Read the listing below. Then repeat it exactly.

- **GIVEN DATA**
*** Block opens ***

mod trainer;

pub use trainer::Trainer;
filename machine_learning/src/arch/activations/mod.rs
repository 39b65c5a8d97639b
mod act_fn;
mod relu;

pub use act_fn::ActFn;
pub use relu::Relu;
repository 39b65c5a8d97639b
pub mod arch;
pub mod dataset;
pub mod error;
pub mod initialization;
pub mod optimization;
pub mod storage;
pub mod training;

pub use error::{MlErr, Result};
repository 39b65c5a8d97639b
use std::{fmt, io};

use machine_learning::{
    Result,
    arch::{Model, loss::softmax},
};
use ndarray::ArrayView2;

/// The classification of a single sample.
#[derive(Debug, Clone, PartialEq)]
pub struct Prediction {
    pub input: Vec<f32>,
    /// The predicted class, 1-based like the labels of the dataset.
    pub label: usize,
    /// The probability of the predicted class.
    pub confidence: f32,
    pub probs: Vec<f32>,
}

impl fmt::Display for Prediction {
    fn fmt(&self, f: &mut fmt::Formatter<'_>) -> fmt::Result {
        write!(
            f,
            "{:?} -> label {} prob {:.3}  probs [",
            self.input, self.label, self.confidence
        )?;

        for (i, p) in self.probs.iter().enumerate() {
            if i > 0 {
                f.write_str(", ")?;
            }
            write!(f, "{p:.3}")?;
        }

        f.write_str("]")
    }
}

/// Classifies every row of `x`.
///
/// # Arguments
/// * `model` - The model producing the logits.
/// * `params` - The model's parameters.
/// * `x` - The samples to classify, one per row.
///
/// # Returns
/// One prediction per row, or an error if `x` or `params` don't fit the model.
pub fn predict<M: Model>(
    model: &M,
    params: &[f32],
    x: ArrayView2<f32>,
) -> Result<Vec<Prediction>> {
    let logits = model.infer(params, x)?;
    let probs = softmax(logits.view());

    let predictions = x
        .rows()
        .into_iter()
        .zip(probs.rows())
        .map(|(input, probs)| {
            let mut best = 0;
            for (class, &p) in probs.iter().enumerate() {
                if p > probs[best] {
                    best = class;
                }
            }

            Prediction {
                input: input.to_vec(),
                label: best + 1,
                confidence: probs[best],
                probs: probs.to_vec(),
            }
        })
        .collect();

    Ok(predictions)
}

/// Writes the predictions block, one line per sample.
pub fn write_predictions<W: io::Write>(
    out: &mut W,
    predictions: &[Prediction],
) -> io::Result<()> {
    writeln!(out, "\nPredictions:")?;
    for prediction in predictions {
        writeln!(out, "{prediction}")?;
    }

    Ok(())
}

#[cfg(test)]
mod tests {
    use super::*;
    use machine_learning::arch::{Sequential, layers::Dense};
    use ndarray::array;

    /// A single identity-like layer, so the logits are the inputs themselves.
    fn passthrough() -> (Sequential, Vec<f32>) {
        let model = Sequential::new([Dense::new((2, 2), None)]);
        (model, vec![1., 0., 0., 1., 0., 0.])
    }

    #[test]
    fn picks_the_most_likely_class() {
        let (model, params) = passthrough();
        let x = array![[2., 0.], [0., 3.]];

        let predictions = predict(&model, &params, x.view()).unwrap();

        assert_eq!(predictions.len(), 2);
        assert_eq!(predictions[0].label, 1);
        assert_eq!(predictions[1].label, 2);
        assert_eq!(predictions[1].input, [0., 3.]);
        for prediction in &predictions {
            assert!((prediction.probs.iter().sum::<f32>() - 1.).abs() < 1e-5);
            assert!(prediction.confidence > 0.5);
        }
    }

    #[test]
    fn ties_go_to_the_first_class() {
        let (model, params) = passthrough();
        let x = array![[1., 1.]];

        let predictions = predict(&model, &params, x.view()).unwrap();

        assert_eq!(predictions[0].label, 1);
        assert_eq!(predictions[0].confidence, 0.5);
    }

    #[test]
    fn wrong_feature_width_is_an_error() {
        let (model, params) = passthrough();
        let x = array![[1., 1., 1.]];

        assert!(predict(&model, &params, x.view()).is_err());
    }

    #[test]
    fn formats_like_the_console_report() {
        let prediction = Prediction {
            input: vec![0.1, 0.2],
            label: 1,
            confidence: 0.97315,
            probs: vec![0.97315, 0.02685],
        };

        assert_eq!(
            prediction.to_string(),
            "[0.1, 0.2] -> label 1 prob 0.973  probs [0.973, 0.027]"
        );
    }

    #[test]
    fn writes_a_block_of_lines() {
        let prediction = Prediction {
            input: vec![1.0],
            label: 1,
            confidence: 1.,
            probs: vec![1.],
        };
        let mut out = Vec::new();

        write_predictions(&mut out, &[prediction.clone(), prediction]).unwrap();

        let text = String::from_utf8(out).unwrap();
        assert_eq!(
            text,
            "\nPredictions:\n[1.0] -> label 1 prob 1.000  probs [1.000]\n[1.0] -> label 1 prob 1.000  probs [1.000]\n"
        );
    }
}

*** Block closes ***

- **EXERCISE RESULT**
mod trainer;

pub use trainer::Trainer;
filename machine_learning/src/arch/activations/mod.rs
repository 39b65c5a8d97639b
mod act_fn;
mod relu;

pub use act_fn::ActFn;
pub use relu::Relu;
repository 39b65c5a8d97639b
pub mod arch;
pub mod dataset;
pub mod error;
pub mod initialization;
pub mod optimization;
pub mod storage;
pub mod training;

pub use error::{MlErr, Result};
repository 39b65c5a8d97639b
use std::{fmt, io};

use machine_learning::{
    Result,
    arch::{Model, loss::softmax},
};
use ndarray::ArrayView2;

/// The classification of a single sample.
#[derive(Debug, Clone, PartialEq)]
pub struct Prediction {
    pub input: Vec<f32>,
    /// The predicted class, 1-based like the labels of the dataset.
    pub label: usize,
    /// The probability of the predicted class.
    pub confidence: f32,
    pub probs: Vec<f32>,
}

impl fmt::Display for Prediction {
    fn fmt(&self, f: &mut fmt::Formatter<'_>) -> fmt::Result {
        write!(
            f,
            "{:?} -> label {} prob {:.3}  probs [",
            self.input, self.label, self.confidence
        )?;

        for (i, p) in self.probs.iter().enumerate() {
            if i > 0 {
                f.write_str(", ")?;
            }
            write!(f, "{p:.3}")?;
        }

        f.write_str("]")
    }
}

/// Classifies every row of `x`.
///
/// # Arguments
/// * `model` - The model producing the logits.
/// * `params` - The model's parameters.
/// * `x` - The samples to classify, one per row.
///
/// # Returns
/// One prediction per row, or an error if `x` or `params` don't fit the model.
pub fn predict<M: Model>(
    model: &M,
    params: &[f32],
    x: ArrayView2<f32>,
) -> Result<Vec<Prediction>> {
    let logits = model.infer(params, x)?;
    let probs = softmax(logits.view());

    let predictions = x
        .rows()
        .into_iter()
        .zip(probs.rows())
        .map(|(input, probs)| {
            let mut best = 0;
            for (class, &p) in probs.iter().enumerate() {
                if p > probs[best] {
                    best = class;
                }
            }

            Prediction {
                input: input.to_vec(),
                label: best + 1,
                confidence: probs[best],
                probs: probs.to_vec(),
            }
        })
        .collect();

    Ok(predictions)
}

/// Writes the predictions block, one line per sample.
pub fn write_predictions<W: io::Write>(
    out: &mut W,
    predictions: &[Prediction],
) -> io::Result<()> {
    writeln!(out, "\nPredictions:")?;
    for prediction in predictions {
        writeln!(out, "{prediction}")?;
    }

    Ok(())
}

#[cfg(test)]
mod tests {
    use super::*;
    use machine_learning::arch::{Sequential, layers::Dense};
    use ndarray::array;

    /// A single identity-like layer, so the logits are the inputs themselves.
    fn passthrough() -> (Sequential, Vec<f32>) {
        let model = Sequential::new([Dense::new((2, 2), None)]);
        (model, vec![1., 0., 0., 1., 0., 0.])
    }

    #[test]
    fn picks_the_most_likely_class() {
        let (model, params) = passthrough();
        let x = array![[2., 0.], [0., 3.]];

        let predictions = predict(&model, &params, x.view()).unwrap();

        assert_eq!(predictions.len(), 2);
        assert_eq!(predictions[0].label, 1);
        assert_eq!(predictions[1].label, 2);
        assert_eq!(predictions[1].input, [0., 3.]);
        for prediction in &predictions {
            assert!((prediction.probs.iter().sum::<f32>() - 1.).abs() < 1e-5);
            assert!(prediction.confidence > 0.5);
        }
    }

    #[test]
    fn ties_go_to_the_first_class() {
        let (model, params) = passthrough();
        let x = array![[1., 1.]];

        let predictions = predict(&model, &params, x.view()).unwrap();

        assert_eq!(predictions[0].label, 1);
        assert_eq!(predictions[0].confidence, 0.5);
    }

    #[test]
    fn wrong_feature_width_is_an_error() {
        let (model, params) = passthrough();
        let x = array![[1., 1., 1.]];

        assert!(predict(&model, &params, x.view()).is_err());
    }

    #[test]
    fn formats_like_the_console_report() {
        let prediction = Prediction {
            input: vec![0.1, 0.2],
            label: 1,
            confidence: 0.97315,
            probs: vec![0.97315, 0.02685],
        };

        assert_eq!(
            prediction.to_string(),
            "[0.1, 0.2] -> label 1 prob 0.973  probs [0.973, 0.027]"
        );
    }

    #[test]
    fn writes_a_block_of_lines() {
        let prediction = Prediction {
            input: vec![1.0],
            label: 1,
            confidence: 1.,
            probs: vec![1.],
        };
        let mut out = Vec::new();

        write_predictions(&mut out, &[prediction.clone(), prediction]).unwrap();

        let text = String::from_utf8(out).unwrap();
        assert_eq!(
            text,
            "\nPredictions:\n[1.0] -> label 1 prob 1.000  probs [1.000]\n[1.0] -> label 1 prob 1.000  probs [1.000]\n"
        );
    }
}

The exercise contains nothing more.